:: WHAT THE EXERCISE ASKS ::
Set down exactly the lines below, starting at the one that contains "ch.attach(other);" and ending at the one that contains "let ack = ChannelFrame::Ack", with both of those lines included and nothing else.

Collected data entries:
--- START ---
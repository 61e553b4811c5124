//! Host side of a namespaced event channel.

use std::collections::HashSet;
use std::sync::{Arc, Mutex, PoisonError};
use std::time::Duration;

use marquee_common::{
    ChannelFrame, EndpointId, EventBus, JsonMap, ListenerId, TransportError,
};
use serde_json::Value;
use tokio::sync::watch;
use tracing::{debug, info};

use crate::endpoint::{Endpoint, EndpointSet};

struct ChannelInner {
    namespace: String,
    endpoints: EndpointSet,
    bus: EventBus,
    state: Mutex<JsonMap>,
    acked: Mutex<HashSet<EndpointId>>,
    /// Bumped on every ack.
    ack_tx: watch::Sender<u64>,
}

/// Hub for one namespace. Holds the attached endpoints, the latest value of
/// every event seen, and the handlers registered through its [`Client`]s.
#[derive(Clone)]
pub struct Channel {
    inner: Arc<ChannelInner>,
}

impl Channel {
    /// Create a channel whose state starts from `defaults`.
    pub fn new(namespace: impl Into<String>, defaults: JsonMap) -> Self {
        let namespace = namespace.into();
        let (ack_tx, _) = watch::channel(0);
        Self {
            inner: Arc::new(ChannelInner {
                bus: EventBus::new(Some(namespace.clone())),
                namespace,
                endpoints: EndpointSet::new(),
                state: Mutex::new(defaults),
                acked: Mutex::new(HashSet::new()),
                ack_tx,
            }),
        }
    }

    pub fn namespace(&self) -> &str {
        &self.inner.namespace
    }

    /// Bind one endpoint and return a client immediately.
    pub fn attach(&self, endpoint: Arc<dyn Endpoint>) -> Client {
        debug!(namespace = %self.inner.namespace, endpoint = %endpoint.id(), "Channel attached");
        self.inner.endpoints.attach(endpoint);
        self.client()
    }

    /// Bind every endpoint and resolve once any of them acknowledges.
    ///
    /// Each endpoint receives a `hello` frame; the webview side answers with
    /// `ack`. Acks from earlier handshakes or other endpoints do not count.
    /// Dropping the returned future cancels the wait, leaving the endpoints
    /// attached.
    pub async fn register(&self, endpoints: Vec<Arc<dyn Endpoint>>) -> Result<Client, TransportError> {
        if endpoints.is_empty() {
            return Err(TransportError::NoEndpoints);
        }

        let mut ack_rx = self.inner.ack_tx.subscribe();
        let hello = ChannelFrame::Hello {
            namespace: self.inner.namespace.clone(),
        }
        .to_value();

        let ids: Vec<EndpointId> = endpoints.iter().map(|e| e.id().clone()).collect();
        {
            let mut acked = self.lock_acked();
            for id in &ids {
                acked.remove(id);
            }
        }

        for endpoint in endpoints {
            let id = endpoint.id().clone();
            self.inner.endpoints.attach(endpoint);
            self.inner.endpoints.send_to(&id, hello.clone());
        }

        let answered = ack_rx.wait_for(|_| {
            let acked = self.lock_acked();
            ids.iter().any(|id| acked.contains(id))
        });
        if answered.await.is_err() {
            // Sender lives as long as the channel itself
            return Err(TransportError::EndpointClosed(self.inner.namespace.clone()));
        }

        info!(namespace = %self.inner.namespace, "Channel registered");
        Ok(self.client())
    }

    /// [`Channel::register`] bounded by `timeout`.
    pub async fn register_with_timeout(
        &self,
        endpoints: Vec<Arc<dyn Endpoint>>,
        timeout: Duration,
    ) -> Result<Client, TransportError> {
        tokio::time::timeout(timeout, self.register(endpoints))
            .await
            .map_err(|_| TransportError::Timeout(timeout.as_millis() as u64))?
    }

    pub fn detach(&self, id: &EndpointId) -> bool {
        self.lock_acked().remove(id);
        self.inner.endpoints.detach(id)
    }

    pub fn endpoint_count(&self) -> usize {
        self.inner.endpoints.len()
    }

    pub fn is_acknowledged_by(&self, id: &EndpointId) -> bool {
        self.lock_acked().contains(id)
    }

    /// Process a frame that arrived from `origin`.
    ///
    /// Events update the channel state, run local handlers, and are relayed
    /// to every other attached endpoint.
    pub fn handle_frame(&self, origin: &EndpointId, frame: &ChannelFrame) {
        match frame {
            ChannelFrame::Ack { .. } => {
                self.lock_acked().insert(origin.clone());
                self.inner.ack_tx.send_modify(|count| *count += 1);
                debug!(namespace = %self.inner.namespace, endpoint = %origin, "Channel acknowledged");
            }
            ChannelFrame::Hello { .. } => {
                debug!(namespace = %self.inner.namespace, endpoint = %origin, "Ignoring hello from webview");
            }
            ChannelFrame::Event { event, payload, .. } => {
                self.record(event, payload);
                self.inner.bus.emit(event, payload);
                self.inner.endpoints.broadcast(&frame.to_value(), Some(origin));
            }
        }
    }

    /// Current value of every event seen so far, seeded from the defaults.
    pub fn state(&self) -> JsonMap {
        self.inner
            .state
            .lock()
            .unwrap_or_else(PoisonError::into_inner)
            .clone()
    }

    pub fn client(&self) -> Client {
        Client {
            inner: Arc::clone(&self.inner),
        }
    }

    fn record(&self, event: &str, payload: &Value) {
        self.inner
            .state
            .lock()
            .unwrap_or_else(PoisonError::into_inner)
            .insert(event.to_string(), payload.clone());
    }

    fn lock_acked(&self) -> std::sync::MutexGuard<'_, HashSet<EndpointId>> {
        self.inner.acked.lock().unwrap_or_else(PoisonError::into_inner)
    }
}

/// Handle used by host code to talk on a channel.
#[derive(Clone)]
pub struct Client {
    inner: Arc<ChannelInner>,
}

impl Client {
    pub fn namespace(&self) -> &str {
        &self.inner.namespace
    }

    /// Send an event to every attached webview. Returns how many accepted it;
    /// delivery failures are dropped.
    pub fn emit(&self, event: &str, payload: Value) -> usize {
        self.inner
            .state
            .lock()
            .unwrap_or_else(PoisonError::into_inner)
            .insert(event.to_string(), payload.clone());

        let frame = ChannelFrame::event(&self.inner.namespace, event, payload);
        self.inner.endpoints.broadcast(&frame.to_value(), None)
    }

    /// Run `handler` for every event named `event` arriving from a webview.
    pub fn on<F>(&self, event: impl Into<String>, handler: F) -> ListenerId
    where
        F: Fn(&Value) + Send + Sync + 'static,
    {
        self.inner.bus.on(event, handler)
    }

    pub fn off(&self, id: ListenerId) -> bool {
        self.inner.bus.off(id)
    }

    pub fn remove_all_listeners(&self) {
        self.inner.bus.remove_all_listeners();
    }
}

#[cfg(test)]
mod tests {
    use super::*;
    use crate::endpoint::MemoryEndpoint;
    use serde_json::json;
    use tokio::sync::mpsc;

    fn drain(rx: &mut mpsc::UnboundedReceiver<Value>) -> Vec<Value> {
        let mut out = Vec::new();
        while let Ok(v) = rx.try_recv() {
            out.push(v);
        }
        out
    }

    #[test]
    fn client_emit_fans_out_to_all_endpoints() {
        let ch = Channel::new("vscode.marquee", JsonMap::new());
        let (a, mut rx_a) = MemoryEndpoint::new(EndpointId::named("a"));
        let (b, mut rx_b) = MemoryEndpoint::new(EndpointId::named("b"));
        let client = ch.attach(a);
        ch.attach(b);

        assert_eq!(client.emit("removeWidget", json!("news")), 2);

        let expected = ChannelFrame::event("vscode.marquee", "removeWidget", json!("news")).to_value();
        assert_eq!(drain(&mut rx_a), vec![expected.clone()]);
        assert_eq!(drain(&mut rx_b), vec![expected]);
    }

    #[test]
    fn emit_to_disposed_endpoint_is_a_noop() {
        let ch = Channel::new("ns", JsonMap::new());
        let (a, _rx) = MemoryEndpoint::new(EndpointId::named("a"));
        let client = ch.attach(a.clone());
        a.close();

        assert_eq!(client.emit("counter", json!(1)), 0);
        assert_eq!(ch.endpoint_count(), 0);
    }

    #[test]
    fn inbound_event_runs_handlers_and_relays_to_others() {
        let ch = Channel::new("stateful.marquee", JsonMap::new());
        let (a, mut rx_a) = MemoryEndpoint::new(EndpointId::named("a"));
        let (b, mut rx_b) = MemoryEndpoint::new(EndpointId::named("b"));
        let client = ch.attach(a);
        ch.attach(b);

        let seen = Arc::new(Mutex::new(Vec::new()));
        let s = Arc::clone(&seen);
        client.on("changeName", move |v| s.lock().unwrap().push(v.clone()));

        let frame = ChannelFrame::event("stateful.marquee", "changeName", json!("Bar"));
        ch.handle_frame(&EndpointId::named("a"), &frame);

        assert_eq!(*seen.lock().unwrap(), vec![json!("Bar")]);
        assert!(drain(&mut rx_a).is_empty());
        assert_eq!(drain(&mut rx_b), vec![frame.to_value()]);
        assert_eq!(ch.state()["changeName"], json!("Bar"));
    }

    #[test]
    fn state_starts_from_defaults() {
        let mut defaults = JsonMap::new();
        defaults.insert("counter".into(), json!(0));
        let ch = Channel::new("ns", defaults);
        assert_eq!(ch.state()["counter"], json!(0));

        ch.client().emit("counter", json!(5));
        assert_eq!(ch.state()["counter"], json!(5));
    }

    #[tokio::test]
    async fn register_resolves_on_first_ack() {
        let ch = Channel::new("widgets.notes", JsonMap::new());
        let (a, mut rx_a) = MemoryEndpoint::new(EndpointId::named("a"));
        let (b, _rx_b) = MemoryEndpoint::new(EndpointId::named("b"));

        let hub = ch.clone();
        let acker = tokio::spawn(async move {
            let hello = rx_a.recv().await.unwrap();
            assert_eq!(hello["channel"]["type"], "hello");
            hub.handle_frame(
                &EndpointId::named("a"),
                &ChannelFrame::Ack {
                    namespace: "widgets.notes".into(),
                },
            );
        });

        let endpoints: Vec<Arc<dyn Endpoint>> = vec![a, b];
        let client = ch.register(endpoints).await.unwrap();
        acker.await.unwrap();

        assert_eq!(client.namespace(), "widgets.notes");
        assert!(ch.is_acknowledged_by(&EndpointId::named("a")));
        assert!(!ch.is_acknowledged_by(&EndpointId::named("b")));
        assert_eq!(ch.endpoint_count(), 2);
    }

    #[tokio::test]
    async fn register_without_endpoints_fails() {
        let ch = Channel::new("ns", JsonMap::new());
        let err = ch.register(Vec::new()).await.err().unwrap();
        assert!(matches!(err, TransportError::NoEndpoints));
    }

    #[tokio::test(start_paused = true)]
    async fn register_times_out_without_ack() {
        let ch = Channel::new("ns", JsonMap::new());
        let (a, _rx) = MemoryEndpoint::new(EndpointId::named("a"));

        let endpoints: Vec<Arc<dyn Endpoint>> = vec![a];
        let err = ch
            .register_with_timeout(endpoints, Duration::from_millis(500))
            .await
            .err()
            .unwrap();
        assert!(matches!(err, TransportError::Timeout(500)));
    }

    #[test]
    fn detach_forgets_ack() {
        let ch = Channel::new("ns", JsonMap::new());
        let (a, _rx) = MemoryEndpoint::new(EndpointId::named("a"));
        ch.attach(a);
        ch.handle_frame(
            &EndpointId::named("a"),
            &ChannelFrame::Ack {
                namespace: "ns".into(),
            },
        );

        assert!(ch.detach(&EndpointId::named("a")));
        assert!(!ch.is_acknowledged_by(&EndpointId::named("a")));
    }

    #[tokio::test(start_paused = true)]
    async fn register_after_detach_needs_a_fresh_ack() {
        let ch = Channel::new("widgets.notes", JsonMap::new());
        let (old, _rx_old) = MemoryEndpoint::new(EndpointId::named("old"));
        ch.attach(old);
        ch.handle_frame(
            &EndpointId::named("old"),
            &ChannelFrame::Ack {
                namespace: "widgets.notes".into(),
            },
        );
        ch.detach(&EndpointId::named("old"));

        let (fresh, _rx_fresh) = MemoryEndpoint::new(EndpointId::named("fresh"));
        let endpoints: Vec<Arc<dyn Endpoint>> = vec![fresh];
        let err = ch
            .register_with_timeout(endpoints, Duration::from_millis(500))
            .await
            .err()
            .unwrap();
        assert!(matches!(err, TransportError::Timeout(500)));
        assert!(!ch.is_acknowledged_by(&EndpointId::named("fresh")));
    }

    #[tokio::test]
    async fn ack_from_another_endpoint_does_not_resolve_register() {
        let ch = Channel::new("widgets.notes", JsonMap::new());
        let (other, _rx_other) = MemoryEndpoint::new(EndpointId::named("other"));
        ch.attach(other);
        let (fresh, mut rx_fresh) = MemoryEndpoint::new(EndpointId::named("fresh"));

        let hub = ch.clone();
        let acker = tokio::spawn(async move {
            rx_fresh.recv().await.unwrap();
            let ack = ChannelFrame::Ack {
                namespace: "widgets.notes".into(),
            };
            hub.handle_frame(&EndpointId::named("other"), &ack);
            tokio::task::yield_now().await;
            hub.handle_frame(&EndpointId::named("fresh"), &ack);
        });

        let endpoints: Vec<Arc<dyn Endpoint>> = vec![fresh];
        ch.register(endpoints).await.unwrap();
        acker.await.unwrap();
        assert!(ch.is_acknowledged_by(&EndpointId::named("fresh")));
    }
}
--- END ---
:: SOLUTION BELOW ::
        ch.attach(other);
        let (fresh, mut rx_fresh) = MemoryEndpoint::new(EndpointId::named("fresh"));

        let hub = ch.clone();
        let acker = tokio::spawn(async move {
            rx_fresh.recv().await.unwrap();
            let ack = ChannelFrame::Ack {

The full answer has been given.